#### DATA SUPPLIED ####

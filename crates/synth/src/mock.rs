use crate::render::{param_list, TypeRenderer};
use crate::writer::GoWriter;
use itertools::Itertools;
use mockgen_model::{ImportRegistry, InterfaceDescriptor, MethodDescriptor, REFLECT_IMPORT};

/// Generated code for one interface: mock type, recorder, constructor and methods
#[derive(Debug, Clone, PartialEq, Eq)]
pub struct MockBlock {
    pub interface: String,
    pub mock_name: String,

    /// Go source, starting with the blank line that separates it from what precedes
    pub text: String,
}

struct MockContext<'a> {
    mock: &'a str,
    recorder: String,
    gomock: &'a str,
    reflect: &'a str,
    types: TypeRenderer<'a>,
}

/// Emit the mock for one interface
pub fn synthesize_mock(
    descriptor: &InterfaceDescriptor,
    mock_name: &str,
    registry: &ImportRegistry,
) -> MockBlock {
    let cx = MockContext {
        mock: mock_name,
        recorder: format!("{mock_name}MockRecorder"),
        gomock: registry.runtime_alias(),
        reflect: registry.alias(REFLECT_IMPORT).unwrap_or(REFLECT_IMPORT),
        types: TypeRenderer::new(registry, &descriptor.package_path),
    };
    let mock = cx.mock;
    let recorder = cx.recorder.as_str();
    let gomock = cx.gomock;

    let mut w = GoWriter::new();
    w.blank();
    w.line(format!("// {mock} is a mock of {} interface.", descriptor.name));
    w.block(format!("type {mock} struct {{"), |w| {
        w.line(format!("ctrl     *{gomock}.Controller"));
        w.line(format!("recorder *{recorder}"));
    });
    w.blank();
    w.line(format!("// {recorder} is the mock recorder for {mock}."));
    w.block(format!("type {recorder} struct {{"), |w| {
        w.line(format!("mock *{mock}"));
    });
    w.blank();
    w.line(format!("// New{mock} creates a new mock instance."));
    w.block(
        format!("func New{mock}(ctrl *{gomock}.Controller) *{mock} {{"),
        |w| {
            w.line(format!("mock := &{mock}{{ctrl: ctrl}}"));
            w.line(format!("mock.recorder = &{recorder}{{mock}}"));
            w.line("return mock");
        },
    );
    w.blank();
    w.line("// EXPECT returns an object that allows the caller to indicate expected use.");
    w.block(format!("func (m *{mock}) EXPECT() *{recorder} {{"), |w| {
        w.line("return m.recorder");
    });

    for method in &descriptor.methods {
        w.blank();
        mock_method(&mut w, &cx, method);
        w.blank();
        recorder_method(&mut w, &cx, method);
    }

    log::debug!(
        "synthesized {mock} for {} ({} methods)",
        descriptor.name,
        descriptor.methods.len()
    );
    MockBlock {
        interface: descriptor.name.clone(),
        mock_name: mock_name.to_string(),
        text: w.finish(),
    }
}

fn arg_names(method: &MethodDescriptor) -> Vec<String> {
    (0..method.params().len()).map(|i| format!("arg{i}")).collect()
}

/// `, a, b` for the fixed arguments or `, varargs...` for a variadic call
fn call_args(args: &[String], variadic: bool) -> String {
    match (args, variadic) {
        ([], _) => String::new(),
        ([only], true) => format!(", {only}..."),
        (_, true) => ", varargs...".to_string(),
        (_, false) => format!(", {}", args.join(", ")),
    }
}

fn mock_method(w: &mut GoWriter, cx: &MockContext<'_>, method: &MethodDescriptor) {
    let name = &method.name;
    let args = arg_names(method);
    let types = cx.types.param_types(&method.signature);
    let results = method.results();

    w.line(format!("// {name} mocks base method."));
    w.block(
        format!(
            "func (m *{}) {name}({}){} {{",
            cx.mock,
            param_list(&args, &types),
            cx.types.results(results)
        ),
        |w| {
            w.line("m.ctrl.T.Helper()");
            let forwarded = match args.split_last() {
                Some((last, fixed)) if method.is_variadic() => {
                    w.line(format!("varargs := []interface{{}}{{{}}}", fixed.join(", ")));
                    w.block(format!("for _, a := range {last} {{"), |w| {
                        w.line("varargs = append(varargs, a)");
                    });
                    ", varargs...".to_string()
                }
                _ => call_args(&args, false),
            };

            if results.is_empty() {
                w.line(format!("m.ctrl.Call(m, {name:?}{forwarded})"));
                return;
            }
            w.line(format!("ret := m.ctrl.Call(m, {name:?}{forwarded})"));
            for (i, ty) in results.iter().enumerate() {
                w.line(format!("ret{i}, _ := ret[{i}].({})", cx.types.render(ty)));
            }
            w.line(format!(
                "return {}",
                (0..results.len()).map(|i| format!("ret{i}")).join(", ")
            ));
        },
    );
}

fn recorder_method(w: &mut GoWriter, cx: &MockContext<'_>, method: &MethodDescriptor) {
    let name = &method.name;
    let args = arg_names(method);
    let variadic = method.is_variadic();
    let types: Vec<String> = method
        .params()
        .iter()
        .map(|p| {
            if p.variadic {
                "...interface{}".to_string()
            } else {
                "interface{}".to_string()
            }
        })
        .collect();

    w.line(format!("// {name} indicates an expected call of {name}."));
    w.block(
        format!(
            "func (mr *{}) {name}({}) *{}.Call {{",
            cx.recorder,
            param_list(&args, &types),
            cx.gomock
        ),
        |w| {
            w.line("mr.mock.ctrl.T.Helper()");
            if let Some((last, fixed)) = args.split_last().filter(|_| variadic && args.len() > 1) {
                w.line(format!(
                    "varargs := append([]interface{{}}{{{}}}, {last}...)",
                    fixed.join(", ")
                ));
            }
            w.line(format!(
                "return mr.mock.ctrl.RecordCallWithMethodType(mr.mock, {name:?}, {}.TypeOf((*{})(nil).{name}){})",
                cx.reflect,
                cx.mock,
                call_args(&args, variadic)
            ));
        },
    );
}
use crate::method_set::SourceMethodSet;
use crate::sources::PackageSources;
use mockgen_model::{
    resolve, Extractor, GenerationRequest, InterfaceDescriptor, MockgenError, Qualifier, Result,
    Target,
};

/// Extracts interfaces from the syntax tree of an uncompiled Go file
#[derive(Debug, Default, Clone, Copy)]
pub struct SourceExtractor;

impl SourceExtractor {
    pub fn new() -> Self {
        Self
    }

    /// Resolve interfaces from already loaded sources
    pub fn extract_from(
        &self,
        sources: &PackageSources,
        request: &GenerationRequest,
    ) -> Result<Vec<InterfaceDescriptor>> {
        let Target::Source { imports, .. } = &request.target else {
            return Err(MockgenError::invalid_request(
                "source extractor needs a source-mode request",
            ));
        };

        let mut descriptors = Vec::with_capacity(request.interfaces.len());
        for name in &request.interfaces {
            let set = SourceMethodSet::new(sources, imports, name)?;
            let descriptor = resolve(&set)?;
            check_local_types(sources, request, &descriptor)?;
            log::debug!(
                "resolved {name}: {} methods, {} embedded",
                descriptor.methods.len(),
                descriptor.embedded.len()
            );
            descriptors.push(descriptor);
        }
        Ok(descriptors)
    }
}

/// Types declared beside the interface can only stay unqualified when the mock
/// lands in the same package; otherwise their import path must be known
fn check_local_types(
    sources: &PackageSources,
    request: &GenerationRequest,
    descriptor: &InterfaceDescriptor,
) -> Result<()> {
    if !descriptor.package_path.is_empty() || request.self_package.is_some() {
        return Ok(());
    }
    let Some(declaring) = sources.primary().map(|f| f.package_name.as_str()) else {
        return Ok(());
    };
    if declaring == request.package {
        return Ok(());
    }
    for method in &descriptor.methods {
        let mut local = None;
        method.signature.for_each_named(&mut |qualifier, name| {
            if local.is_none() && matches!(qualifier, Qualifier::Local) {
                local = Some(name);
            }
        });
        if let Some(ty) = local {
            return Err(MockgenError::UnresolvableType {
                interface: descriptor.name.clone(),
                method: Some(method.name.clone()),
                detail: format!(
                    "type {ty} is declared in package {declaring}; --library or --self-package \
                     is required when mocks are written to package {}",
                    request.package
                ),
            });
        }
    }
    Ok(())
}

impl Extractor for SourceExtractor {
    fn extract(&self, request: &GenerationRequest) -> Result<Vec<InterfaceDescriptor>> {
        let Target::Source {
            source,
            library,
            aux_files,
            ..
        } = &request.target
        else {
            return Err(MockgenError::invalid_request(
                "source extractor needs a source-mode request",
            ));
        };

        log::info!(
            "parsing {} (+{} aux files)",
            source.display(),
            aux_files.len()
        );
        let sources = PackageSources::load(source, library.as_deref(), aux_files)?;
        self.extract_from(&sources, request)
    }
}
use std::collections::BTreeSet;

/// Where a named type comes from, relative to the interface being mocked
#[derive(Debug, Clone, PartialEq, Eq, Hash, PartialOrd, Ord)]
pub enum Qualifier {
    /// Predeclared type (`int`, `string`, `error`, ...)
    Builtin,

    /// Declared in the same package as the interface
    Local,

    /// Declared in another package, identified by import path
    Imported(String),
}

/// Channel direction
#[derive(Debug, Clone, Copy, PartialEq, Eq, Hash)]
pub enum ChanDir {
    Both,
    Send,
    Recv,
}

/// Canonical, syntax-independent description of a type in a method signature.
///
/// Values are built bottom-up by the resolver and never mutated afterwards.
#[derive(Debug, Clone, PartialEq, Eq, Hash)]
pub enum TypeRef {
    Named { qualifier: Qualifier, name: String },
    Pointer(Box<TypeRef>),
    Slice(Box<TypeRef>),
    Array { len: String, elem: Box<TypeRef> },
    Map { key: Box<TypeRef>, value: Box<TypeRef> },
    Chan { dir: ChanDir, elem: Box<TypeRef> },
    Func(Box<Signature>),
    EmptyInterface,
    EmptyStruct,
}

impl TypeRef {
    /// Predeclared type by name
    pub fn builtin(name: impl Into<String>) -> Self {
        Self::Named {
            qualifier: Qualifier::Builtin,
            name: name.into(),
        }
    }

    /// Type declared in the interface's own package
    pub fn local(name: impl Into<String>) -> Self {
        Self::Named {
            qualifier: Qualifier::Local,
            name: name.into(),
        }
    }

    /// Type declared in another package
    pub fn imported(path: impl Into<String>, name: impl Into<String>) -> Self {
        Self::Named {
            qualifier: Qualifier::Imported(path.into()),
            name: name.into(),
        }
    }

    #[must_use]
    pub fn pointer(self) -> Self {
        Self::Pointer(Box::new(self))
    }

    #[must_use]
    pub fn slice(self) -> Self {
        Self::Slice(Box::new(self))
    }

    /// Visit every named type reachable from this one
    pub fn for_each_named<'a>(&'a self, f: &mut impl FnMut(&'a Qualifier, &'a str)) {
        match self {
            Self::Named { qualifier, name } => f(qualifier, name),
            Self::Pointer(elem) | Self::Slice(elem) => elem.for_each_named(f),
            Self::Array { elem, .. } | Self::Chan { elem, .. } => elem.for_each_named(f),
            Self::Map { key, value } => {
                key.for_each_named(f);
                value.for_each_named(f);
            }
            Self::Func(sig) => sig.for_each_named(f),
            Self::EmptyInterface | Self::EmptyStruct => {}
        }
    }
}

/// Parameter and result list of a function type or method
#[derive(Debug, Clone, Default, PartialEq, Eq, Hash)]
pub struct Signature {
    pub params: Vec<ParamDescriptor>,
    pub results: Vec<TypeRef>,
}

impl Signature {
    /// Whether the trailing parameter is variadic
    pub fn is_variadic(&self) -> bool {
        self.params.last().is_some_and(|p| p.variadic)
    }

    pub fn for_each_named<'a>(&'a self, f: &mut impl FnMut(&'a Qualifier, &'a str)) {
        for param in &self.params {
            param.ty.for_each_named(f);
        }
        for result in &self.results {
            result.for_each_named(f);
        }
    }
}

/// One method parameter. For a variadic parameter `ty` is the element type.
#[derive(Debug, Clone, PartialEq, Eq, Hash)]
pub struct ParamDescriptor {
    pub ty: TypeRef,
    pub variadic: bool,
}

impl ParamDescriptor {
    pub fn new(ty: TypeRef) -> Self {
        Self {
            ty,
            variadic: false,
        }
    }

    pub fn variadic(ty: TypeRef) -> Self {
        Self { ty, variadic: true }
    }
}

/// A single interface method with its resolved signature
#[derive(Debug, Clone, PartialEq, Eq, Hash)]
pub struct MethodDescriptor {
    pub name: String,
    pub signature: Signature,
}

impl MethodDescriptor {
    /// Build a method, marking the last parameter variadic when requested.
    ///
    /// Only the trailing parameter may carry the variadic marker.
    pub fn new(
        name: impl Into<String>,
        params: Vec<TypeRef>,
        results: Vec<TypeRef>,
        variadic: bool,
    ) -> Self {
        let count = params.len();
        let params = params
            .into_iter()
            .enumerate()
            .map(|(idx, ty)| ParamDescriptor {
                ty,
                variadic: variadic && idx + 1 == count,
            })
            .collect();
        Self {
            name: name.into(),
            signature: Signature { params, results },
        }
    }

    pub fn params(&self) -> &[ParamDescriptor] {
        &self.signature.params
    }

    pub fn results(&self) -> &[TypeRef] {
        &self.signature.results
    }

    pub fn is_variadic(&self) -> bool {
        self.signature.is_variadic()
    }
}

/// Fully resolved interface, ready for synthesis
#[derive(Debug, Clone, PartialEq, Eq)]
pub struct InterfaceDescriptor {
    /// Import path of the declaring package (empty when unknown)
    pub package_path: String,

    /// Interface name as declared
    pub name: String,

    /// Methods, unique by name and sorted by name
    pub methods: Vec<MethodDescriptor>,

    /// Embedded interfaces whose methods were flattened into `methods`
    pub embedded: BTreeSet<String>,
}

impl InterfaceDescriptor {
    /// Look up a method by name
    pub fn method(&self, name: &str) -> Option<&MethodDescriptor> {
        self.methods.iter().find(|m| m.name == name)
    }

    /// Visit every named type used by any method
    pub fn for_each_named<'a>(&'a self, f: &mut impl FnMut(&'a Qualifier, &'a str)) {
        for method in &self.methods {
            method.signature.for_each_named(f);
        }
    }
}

####

[TRY IT]: Each line that holds the string "Array" is to be copied from the entries above.

[WRITTEN SOLUTION]:
    Array { len: String, elem: Box<TypeRef> },
            Self::Array { elem, .. } | Self::Chan { elem, .. } => elem.for_each_named(f),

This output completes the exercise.